◆ **What is needed**
Check each line of the entries below for the word "duration", and copy the lines that have it.

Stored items
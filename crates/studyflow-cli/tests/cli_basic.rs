//! Basic CLI E2E tests.
//!
//! Each test runs the built binary against its own temporary data directory
//! with "now" pinned to Monday 2026-03-02 07:00.

use std::path::Path;
use std::process::Command;

const NOW: &str = "2026-03-02 07:00";

/// Run a CLI command and return (stdout, stderr, exit code).
fn run_cli(home: &Path, args: &[&str]) -> (String, String, i32) {
    run_cli_at(home, NOW, args)
}

fn run_cli_at(home: &Path, now: &str, args: &[&str]) -> (String, String, i32) {
    let output = Command::new(env!("CARGO_BIN_EXE_studyflow"))
        .args(args)
        .env("STUDYFLOW_HOME", home)
        .env("STUDYFLOW_NOW", now)
        .env_remove("STUDYFLOW_LOG")
        .output()
        .expect("Failed to execute CLI command");

    let stdout = String::from_utf8_lossy(&output.stdout).to_string();
    let stderr = String::from_utf8_lossy(&output.stderr).to_string();
    let code = output.status.code().unwrap_or(-1);

    (stdout, stderr, code)
}

fn run_ok(home: &Path, args: &[&str]) -> String {
    let (stdout, stderr, code) = run_cli(home, args);
    assert_eq!(code, 0, "{args:?} failed: {stderr}");
    stdout
}

/// `task add` prints a header line followed by the task as JSON.
fn add_task(home: &Path, args: &[&str]) -> serde_json::Value {
    let mut full = vec!["task", "add"];
    full.extend_from_slice(args);
    let stdout = run_ok(home, &full);
    let (header, json) = stdout.split_once('\n').expect("header line");
    assert!(header.starts_with("Task created:"));
    serde_json::from_str(json).expect("task JSON")
}

#[test]
fn test_task_add_and_list() {
    let home = tempfile::tempdir().unwrap();
    let task = add_task(home.path(), &["Read chapter 3", "--duration", "50", "--due", "2026-03-03"]);
    assert_eq!(task["urgency"], "high");
    assert_eq!(task["task_type"], "one-time");

    let listed: serde_json::Value =
        serde_json::from_str(&run_ok(home.path(), &["task", "list", "--json"])).unwrap();
    assert_eq!(listed.as_array().unwrap().len(), 1);
    assert_eq!(listed[0]["name"], "Read chapter 3");
}

#[test]
fn test_multi_day_task_gets_sessions() {
    let home = tempfile::tempdir().unwrap();
    let task = add_task(
        home.path(),
        &["Exam prep", "--difficulty", "hard", "--duration", "120", "--due", "2026-03-06 17:00", "--multi-day"],
    );
    assert_eq!(task["start_date"], "2026-03-05");
    let sessions = task["sessions"].as_array().unwrap();
    assert_eq!(sessions.len(), 5);
    assert_eq!(sessions[0]["start_time"], "2026-03-05T08:00:00");
}

#[test]
fn test_pack_keeps_completed_sessions() {
    let home = tempfile::tempdir().unwrap();
    let task = add_task(
        home.path(),
        &["Exam prep", "--difficulty", "hard", "--duration", "120", "--due", "2026-03-06 17:00", "--multi-day"],
    );
    let id = task["id"].as_str().unwrap().to_string();
    let first = task["sessions"][0]["id"].as_str().unwrap().to_string();
    run_ok(home.path(), &["task", "complete", &id, "--session", &first]);

    let stdout = run_ok(home.path(), &["schedule", "pack", &id]);
    assert!(stdout.contains("5 session(s), 1 completed"), "{stdout}");

    let shown: serde_json::Value = serde_json::from_str(&run_ok(home.path(), &["task", "show", &id])).unwrap();
    let sessions = shown["sessions"].as_array().unwrap();
    assert_eq!(sessions.len(), 5);
    assert_eq!(sessions[0]["id"], first.as_str());
    assert_eq!(sessions[0]["completed"], true);
    let open: Vec<&str> = sessions[1..]
        .iter()
        .map(|s| s["start_time"].as_str().unwrap())
        .collect();
    assert_eq!(
        open,
        ["2026-03-05T08:30:00", "2026-03-05T09:00:00", "2026-03-05T09:30:00", "2026-03-05T10:00:00"]
    );

    // Past the start date, open work moves to today.
    let (stdout, stderr, code) = run_cli_at(home.path(), "2026-03-06 07:00", &["schedule", "pack", &id]);
    assert_eq!(code, 0, "{stderr}");
    assert!(stdout.contains("5 session(s), 1 completed"), "{stdout}");
    let shown: serde_json::Value = serde_json::from_str(&run_ok(home.path(), &["task", "show", &id])).unwrap();
    let sessions = shown["sessions"].as_array().unwrap();
    assert_eq!(sessions[0]["id"], first.as_str());
    assert!(sessions[1..]
        .iter()
        .all(|s| s["start_time"].as_str().unwrap().starts_with("2026-03-06")));
}

#[test]
fn test_multi_day_without_due_is_rejected() {
    let home = tempfile::tempdir().unwrap();
    let (_, stderr, code) = run_cli(home.path(), &["task", "add", "Vague", "--duration", "60", "--multi-day"]);
    assert_eq!(code, 1);
    assert!(stderr.contains("error:"));
    assert!(stderr.contains("no due date"));
}

#[test]
fn test_overlapping_block_is_rejected() {
    let home = tempfile::tempdir().unwrap();
    run_ok(home.path(), &["block", "add", "mon", "09:00", "12:00", "--label", "Lectures"]);

    let (_, stderr, code) = run_cli(home.path(), &["block", "add", "1", "11:00", "13:00"]);
    assert_eq!(code, 1);
    assert!(stderr.contains("overlaps"));

    let (_, stderr, code) = run_cli(home.path(), &["block", "add", "tue", "12:00", "09:00"]);
    assert_eq!(code, 1);
    assert!(stderr.contains("Invalid time range"));

    let blocks: serde_json::Value =
        serde_json::from_str(&run_ok(home.path(), &["block", "list", "--json"])).unwrap();
    assert_eq!(blocks.as_array().unwrap().len(), 1);
}

#[test]
fn test_packing_avoids_blocks() {
    let home = tempfile::tempdir().unwrap();
    run_ok(home.path(), &["block", "add", "wed", "08:00", "08:30"]);
    let task = add_task(
        home.path(),
        &["Lab report", "--duration", "50", "--due", "2026-03-05 12:00", "--multi-day"],
    );
    let sessions = task["sessions"].as_array().unwrap();
    assert_eq!(sessions.len(), 2);
    assert_eq!(sessions[0]["start_time"], "2026-03-04T08:30:00");
    assert_eq!(sessions[1]["start_time"], "2026-03-04T09:00:00");
}

#[test]
fn test_today_respects_budget() {
    let home = tempfile::tempdir().unwrap();
    add_task(home.path(), &["Quiz prep", "--duration", "45", "--due", "2026-03-02 18:00"]);
    add_task(home.path(), &["Reading", "--duration", "30", "--due", "2026-03-12"]);

    let selection: serde_json::Value =
        serde_json::from_str(&run_ok(home.path(), &["today", "--budget", "60", "--json"])).unwrap();
    let tasks = selection["tasks"].as_array().unwrap();
    assert_eq!(tasks.len(), 1);
    assert_eq!(tasks[0]["task"]["name"], "Quiz prep");
    assert_eq!(selection["total_minutes"], 45);
}

#[test]
fn test_schedule_auto_and_apply() {
    let home = tempfile::tempdir().unwrap();
    let task = add_task(home.path(), &["Essay", "--duration", "75", "--due", "2026-03-04"]);
    let id = task["id"].as_str().unwrap().to_string();

    let result: serde_json::Value = serde_json::from_str(&run_ok(
        home.path(),
        &["schedule", "auto", "--start", "2026-03-02 08:00", "--apply", "--json"],
    ))
    .unwrap();
    assert_eq!(result["total_work_sessions"], 3);

    let shown: serde_json::Value = serde_json::from_str(&run_ok(home.path(), &["task", "show", &id])).unwrap();
    let work = shown["sessions"]
        .as_array()
        .unwrap()
        .iter()
        .filter(|s| s["kind"] == "work")
        .count();
    assert_eq!(work, 3);
}

#[test]
fn test_schedule_auto_without_tasks_fails() {
    let home = tempfile::tempdir().unwrap();
    let (_, stderr, code) = run_cli(home.path(), &["schedule", "auto"]);
    assert_eq!(code, 1);
    assert!(stderr.contains("No incomplete tasks"));
}

#[test]
fn test_complete_and_remove() {
    let home = tempfile::tempdir().unwrap();
    let task = add_task(home.path(), &["Flashcards"]);
    let id = task["id"].as_str().unwrap().to_string();

    let stdout = run_ok(home.path(), &["task", "complete", &id]);
    assert!(stdout.contains("Task completed"));
    let open: serde_json::Value =
        serde_json::from_str(&run_ok(home.path(), &["task", "list", "--json"])).unwrap();
    assert!(open.as_array().unwrap().is_empty());

    run_ok(home.path(), &["task", "remove", &id]);
    let (_, _, code) = run_cli(home.path(), &["task", "show", &id]);
    assert_eq!(code, 1);
}

#[test]
fn test_tick_runs_once_per_day() {
    let home = tempfile::tempdir().unwrap();
    add_task(home.path(), &["Essay", "--due", "2026-03-10"]);
    assert!(run_ok(home.path(), &["tick"]).contains("urgency refreshed for 1 task(s)"));
    let again = run_ok(home.path(), &["tick"]);
    assert!(again.contains("already refreshed today"));
    assert!(again.contains("next refresh: 2026-03-03 00:00:00"));
}

#[test]
fn test_config_get_set() {
    let home = tempfile::tempdir().unwrap();
    assert_eq!(run_ok(home.path(), &["config", "get", "packer.max_chain"]).trim(), "3");
    run_ok(home.path(), &["config", "set", "packer.max_chain", "2"]);
    assert_eq!(run_ok(home.path(), &["config", "get", "packer.max_chain"]).trim(), "2");

    let (_, stderr, code) = run_cli(home.path(), &["config", "set", "packer.nope", "1"]);
    assert_eq!(code, 1);
    assert!(stderr.contains("Unknown configuration key"));

    run_ok(home.path(), &["config", "reset"]);
    assert_eq!(run_ok(home.path(), &["config", "get", "packer.max_chain"]).trim(), "3");
}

◆ **Response to this task**
    let task = add_task(home.path(), &["Read chapter 3", "--duration", "50", "--due", "2026-03-03"]);
        &["Exam prep", "--difficulty", "hard", "--duration", "120", "--due", "2026-03-06 17:00", "--multi-day"],
        &["Exam prep", "--difficulty", "hard", "--duration", "120", "--due", "2026-03-06 17:00", "--multi-day"],
    let (_, stderr, code) = run_cli(home.path(), &["task", "add", "Vague", "--duration", "60", "--multi-day"]);
        &["Lab report", "--duration", "50", "--due", "2026-03-05 12:00", "--multi-day"],
    add_task(home.path(), &["Quiz prep", "--duration", "45", "--due", "2026-03-02 18:00"]);
    add_task(home.path(), &["Reading", "--duration", "30", "--due", "2026-03-12"]);
    let task = add_task(home.path(), &["Essay", "--duration", "75", "--due", "2026-03-04"]);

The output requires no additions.